Legal Eagle Eye Newsletter for the Nursing Profession

 

  The U.S. Circuit Court of Appeals for the Sixth Circuit (Michigan) recently upheld the dismissal of a nurse’s disability discrimination lawsuit.

  The nurse’s physician certified she could work eight-hour shifts in pediatrics but could not work twelve-hour shifts in pediatrics because of recurrent tendinitis in multiple joints, chondromalacia, sub-patellar crepitus and pain in both knees, fascitis in both feet and low back radiculopathy.  She also had a gastric ulcer which contraindicated taking aspirin or acetaminophen for pain, in her doctor’s opinion.

  The hospital’s pediatrics floor switched from eight-hour to twelve-hour shift scheduling for all nurses.

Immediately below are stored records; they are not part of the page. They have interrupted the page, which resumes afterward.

use std::collections::{HashMap, VecDeque};

use chrono::{DateTime, Utc};
use parking_lot::Mutex;
use serde::{Deserialize, Serialize};
use tiptrip_core::Intent;

const MAX_TRACKED_USERS: usize = 4096;

#[derive(Debug, Clone, Serialize, Deserialize)]
pub struct ConversationTurn {
    pub at: DateTime<Utc>,
    pub user_text: String,
    pub reply_text: String,
    pub intent: Option<Intent>,
}

/// Best-effort, in-process buffer of each user's most recent turns. Never persisted.
#[derive(Debug)]
pub struct ConversationMemory {
    turns: Mutex<HashMap<i64, VecDeque<ConversationTurn>>>,
    capacity: usize,
}

impl ConversationMemory {
    pub fn new(capacity: usize) -> Self {
        Self {
            turns: Mutex::new(HashMap::new()),
            capacity,
        }
    }

    pub fn record(&self, user_id: i64, turn: ConversationTurn) {
        if self.capacity == 0 {
            return;
        }

        let mut guard = self.turns.lock();
        if !guard.contains_key(&user_id) && guard.len() >= MAX_TRACKED_USERS {
            evict_stalest(&mut guard);
        }

        let history = guard.entry(user_id).or_default();
        history.push_back(turn);
        while history.len() > self.capacity {
            history.pop_front();
        }
    }

    pub fn recent(&self, user_id: i64) -> Vec<ConversationTurn> {
        self.turns
            .lock()
            .get(&user_id)
            .map(|history| history.iter().cloned().collect())
            .unwrap_or_default()
    }

    /// Renders the user's recent turns for inclusion in a prompt.
    pub fn transcript(&self, user_id: i64) -> String {
        self.recent(user_id)
            .iter()
            .map(|turn| format!("Usuario: {}\nAsistente: {}", turn.user_text, turn.reply_text))
            .collect::<Vec<_>>()
            .join("\n")
    }
}

fn evict_stalest(turns: &mut HashMap<i64, VecDeque<ConversationTurn>>) {
    let stalest = turns
        .iter()
        .min_by_key(|(_, history)| history.back().map(|turn| turn.at))
        .map(|(user_id, _)| *user_id);

    if let Some(user_id) = stalest {
        turns.remove(&user_id);
    }
}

  The hospital offered the nurse a favorable recommendation if she wished to apply at another hospital with eight-hour shift staffing in pediatrics and the option to transfer to another unit at the same hospital with eight-hour shift staffing.  She refused the hospital’s assistance, quit and sued for disability discrimination.

  The court ruled her condition was not a legal disability for a pediatric nurse.  Even so, it would not be a reasonable accommodation to have to schedule one nurse for eight hours when every other nurse worked twelve.  And her physician would not clear her for work with adult patients, due to significant lifting requirements.  In the court’s view that meant the nurse was not a qualified individual with a disability relative to work with non-pediatric patients.  Doren v. Health, 187 F. 3d 595 (6th Cir., 1999).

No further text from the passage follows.